[Data supplied]

//! Pointer-family handlers: click, hover, focus, blur.

use async_trait::async_trait;

use dgx_dom::{DomEvent, DomEventKind};

use crate::dsl::StepKind;
use crate::errors::{StepError, StepErrorReason};
use crate::handlers::{StepExecution, StepHandler, StepResult, StepToolkit};

fn dispatch_sequence(
    toolkit: &StepToolkit,
    node: &dgx_dom::NodeHandle,
    kinds: &[DomEventKind],
) -> Result<(), StepError> {
    for kind in kinds {
        toolkit
            .backend
            .dispatch(node, DomEvent::bubbling(*kind))
            .map_err(|err| {
                StepError::new(
                    StepErrorReason::Unknown,
                    format!("dispatch of {} failed: {err}", kind.name()),
                )
            })?;
    }
    Ok(())
}

/// Dispatches the trusted-looking pointer/mouse sequence and focuses the
/// target.
pub struct ClickHandler;

#[async_trait]
impl StepHandler for ClickHandler {
    async fn execute(
        &self,
        toolkit: &StepToolkit,
        exec: &mut StepExecution<'_>,
    ) -> Result<StepResult, StepError> {
        let node = exec.require_element()?;
        let double = matches!(exec.step.kind, StepKind::Click { double: true, .. });

        dispatch_sequence(
            toolkit,
            &node,
            &[DomEventKind::PointerDown, DomEventKind::MouseDown],
        )?;
        toolkit
            .backend
            .focus(&node)
            .map_err(|err| StepError::unknown(format!("focus failed: {err}")))?;
        dispatch_sequence(
            toolkit,
            &node,
            &[DomEventKind::MouseUp, DomEventKind::Click],
        )?;
        if double {
            dispatch_sequence(toolkit, &node, &[DomEventKind::DblClick])?;
        }
        Ok(StepResult::success())
    }
}

/// Dispatches the hover pointer sequence.
pub struct HoverHandler;

#[async_trait]
impl StepHandler for HoverHandler {
    async fn execute(
        &self,
        toolkit: &StepToolkit,
        exec: &mut StepExecution<'_>,
    ) -> Result<StepResult, StepError> {
        let node = exec.require_element()?;
        dispatch_sequence(
            toolkit,
            &node,
            &[DomEventKind::PointerOver, DomEventKind::MouseOver],
        )?;
        Ok(StepResult::success())
    }
}

pub struct FocusHandler;

#[async_trait]
impl StepHandler for FocusHandler {
    async fn execute(
        &self,
        toolkit: &StepToolkit,
        exec: &mut StepExecution<'_>,
    ) -> Result<StepResult, StepError> {
        let node = exec.require_element()?;
        toolkit
            .backend
            .focus(&node)
            .map_err(|err| StepError::unknown(format!("focus failed: {err}")))?;
        Ok(StepResult::success())
    }
}

pub struct BlurHandler;

#[async_trait]
impl StepHandler for BlurHandler {
    async fn execute(
        &self,
        toolkit: &StepToolkit,
        exec: &mut StepExecution<'_>,
    ) -> Result<StepResult, StepError> {
        let node = exec.require_element()?;
        toolkit
            .backend
            .blur(&node)
            .map_err(|err| StepError::unknown(format!("blur failed: {err}")))?;
        Ok(StepResult::success())
    }
}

[/Data supplied]

- [Exercise brief]:
Copy all lines from the data above that contain the word "StepErrorReason".

- [Task solution]:
use crate::errors::{StepError, StepErrorReason};
                    StepErrorReason::Unknown,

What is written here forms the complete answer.